Managing coalitions is always a delicate undertaking. The major partner invariably tries to manage the Government in its own image while the minor partner or partners try to prevent this from happening. If they succeed in doing so, the latter accumulate influence for themselves within the Government. If they fail, they either leave the coalition, as the UF did in the 1960s, or they stay and function as toothless poodles with little say in the overall direction of the Government. This, to my mind, is the big challenge for the two substantive junior partners in the present coalition government– WPA and AFC.
The PNC, the senior partner in the coalition, naturally would want to monopolise power within the Government. Its membership expects it to do so—understandably they are not swayed by the reality that their party is in power because it was part of something bigger than itself. All they know is that the PNC is the big party and it must act like the big party.
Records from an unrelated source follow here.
//! Admission gate bounding concurrent archive pipelines

use crate::error::{Error, Result};
use std::sync::Arc;
use tokio::sync::{OwnedSemaphorePermit, Semaphore, TryAcquireError};

/// Fixed-capacity counting gate
///
/// Cloning shares the same slots.
#[derive(Clone, Debug)]
pub struct AdmissionGate {
    slots: Arc<Semaphore>,
    capacity: usize,
}

/// A held processing slot, returned to the gate when dropped
#[derive(Debug)]
pub struct AdmissionPermit {
    _permit: OwnedSemaphorePermit,
}

impl AdmissionPermit {
    /// Give the slot back to the gate
    pub fn release(self) {}
}

impl AdmissionGate {
    /// Create a gate with `capacity` slots
    pub fn new(capacity: usize) -> Self {
        Self {
            slots: Arc::new(Semaphore::new(capacity)),
            capacity,
        }
    }

    /// Take a slot without waiting
    ///
    /// Fails with [`Error::Busy`] when every slot is held.
    pub fn try_acquire(&self) -> Result<AdmissionPermit> {
        match self.slots.clone().try_acquire_owned() {
            Ok(permit) => Ok(AdmissionPermit { _permit: permit }),
            Err(TryAcquireError::NoPermits) => Err(Error::Busy),
            Err(TryAcquireError::Closed) => Err(Error::ShuttingDown),
        }
    }

    /// Wait until a slot is free and take it
    pub async fn acquire(&self) -> Result<AdmissionPermit> {
        let permit = self
            .slots
            .clone()
            .acquire_owned()
            .await
            .map_err(|_| Error::ShuttingDown)?;
        Ok(AdmissionPermit { _permit: permit })
    }

    /// Number of free slots right now
    pub fn available(&self) -> usize {
        self.slots.available_permits()
    }

    /// Total number of slots
    pub fn capacity(&self) -> usize {
        self.capacity
    }
}
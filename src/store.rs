//! Job registry
//!
//! [`JobStore`] owns every mutation of job state. Callers always receive
//! copies, so nothing outside the store can change a job behind its back.
//! The orchestrator holds the store as `Arc<dyn JobStore>`, which keeps the
//! registry injectable and out of global state.

use crate::error::{Error, Result};
use crate::types::{Job, JobId, JobStatus, LINK_CAP};
use async_trait::async_trait;
use chrono::Utc;
use std::collections::HashMap;
use tokio::sync::RwLock;

/// Concurrency-safe registry of jobs
///
/// Every operation is atomic with respect to the others.
#[async_trait]
pub trait JobStore: Send + Sync {
    /// Register a new pending job
    async fn create(&self, id: JobId) -> Result<Job>;

    /// Snapshot of a job
    async fn get(&self, id: JobId) -> Result<Job>;

    /// Snapshot of every job, oldest first
    async fn list(&self) -> Result<Vec<Job>>;

    /// Append a link, moving the job to `Ready` when it reaches [`LINK_CAP`]
    ///
    /// Fails with [`Error::Overload`] when the job is already full; the stored
    /// links are left untouched in that case.
    async fn add_link(&self, id: JobId, url: &str) -> Result<Job>;

    /// Move a job forward to `status`
    async fn set_status(&self, id: JobId, status: JobStatus) -> Result<()>;

    /// Record the pipeline outcome and the resulting terminal status
    ///
    /// No archive path means every link failed (`Failed`). Otherwise the job is
    /// `Completed` when `error_messages` is empty, `CompletedWithErrors` if not.
    async fn set_result(
        &self,
        id: JobId,
        archive_path: Option<String>,
        error_messages: Vec<String>,
    ) -> Result<Job>;
}

/// In-memory [`JobStore`]; contents are lost when the process exits
#[derive(Debug, Default)]
pub struct InMemoryJobStore {
    jobs: RwLock<HashMap<JobId, Job>>,
}

impl InMemoryJobStore {
    /// Create an empty store
    pub fn new() -> Self {
        Self::default()
    }
}

fn advance(job: &mut Job, status: JobStatus) -> Result<()> {
    if !job.status.can_advance_to(status) {
        return Err(Error::InvalidTransition {
            id: job.id,
            from: job.status,
            to: status,
        });
    }
    job.status = status;
    Ok(())
}

#[async_trait]
impl JobStore for InMemoryJobStore {
    async fn create(&self, id: JobId) -> Result<Job> {
        let mut jobs = self.jobs.write().await;
        if jobs.contains_key(&id) {
            return Err(Error::Conflict(id));
        }
        let job = Job::new(id);
        jobs.insert(id, job.clone());
        Ok(job)
    }

    async fn get(&self, id: JobId) -> Result<Job> {
        let jobs = self.jobs.read().await;
        jobs.get(&id).cloned().ok_or(Error::NotFound { id })
    }

    async fn list(&self) -> Result<Vec<Job>> {
        let jobs = self.jobs.read().await;
        let mut all: Vec<Job> = jobs.values().cloned().collect();
        all.sort_by_key(|job| job.created_at);
        Ok(all)
    }

    async fn add_link(&self, id: JobId, url: &str) -> Result<Job> {
        let mut jobs = self.jobs.write().await;
        let job = jobs.get_mut(&id).ok_or(Error::NotFound { id })?;

        if job.links.len() >= LINK_CAP {
            return Err(Error::Overload { id, cap: LINK_CAP });
        }

        job.links.push(url.to_string());
        if job.links.len() == LINK_CAP {
            advance(job, JobStatus::Ready)?;
        }
        Ok(job.clone())
    }

    async fn set_status(&self, id: JobId, status: JobStatus) -> Result<()> {
        let mut jobs = self.jobs.write().await;
        let job = jobs.get_mut(&id).ok_or(Error::NotFound { id })?;
        advance(job, status)
    }

    async fn set_result(
        &self,
        id: JobId,
        archive_path: Option<String>,
        error_messages: Vec<String>,
    ) -> Result<Job> {
        let mut jobs = self.jobs.write().await;
        let job = jobs.get_mut(&id).ok_or(Error::NotFound { id })?;

        let status = match (&archive_path, error_messages.is_empty()) {
            (None, _) => JobStatus::Failed,
            (Some(_), true) => JobStatus::Completed,
            (Some(_), false) => JobStatus::CompletedWithErrors,
        };
        advance(job, status)?;

        job.archive_path = archive_path;
        job.error_messages = error_messages;
        job.finished_at = Some(Utc::now());
        Ok(job.clone())
    }
}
At the level of the APNU, the PNC has had to contend with the unpredictable presence of the WPA. I say unpredictable, because as a non-traditional party, the WPA, more than the other parties, allows more plurality of views and opinions to enter its deliberations at the highest level. Hence, one never knows which tendency would come to the fore at any given time. It is, therefore, very difficult to contain the WPA. At the level of the coalition, the PNC must be mindful of the reality of the Cummingsburg Accord which guarantees the AFC 40 per cent of the Cabinet and substantial parliamentary representation. The AFC has a clear and present veto—it could bring down the Government anytime it chooses to.
The PNC has neutralised the potential WPA threat by sidelining the APNU, in which the WPA is the second largest partner. While the WPA has a big voice within the APNU, it has a very tiny voice within the Government. But the APNU has little to no say in the Government and despite the WPA’s belated pleadings, that arrangement is not likely to change much, if any at all. I am not optimistic that the PNC would cede much political space to the WPA and the WPA has not yet worked out the delicate balance of oversighting Government while being a very junior partner in the Government.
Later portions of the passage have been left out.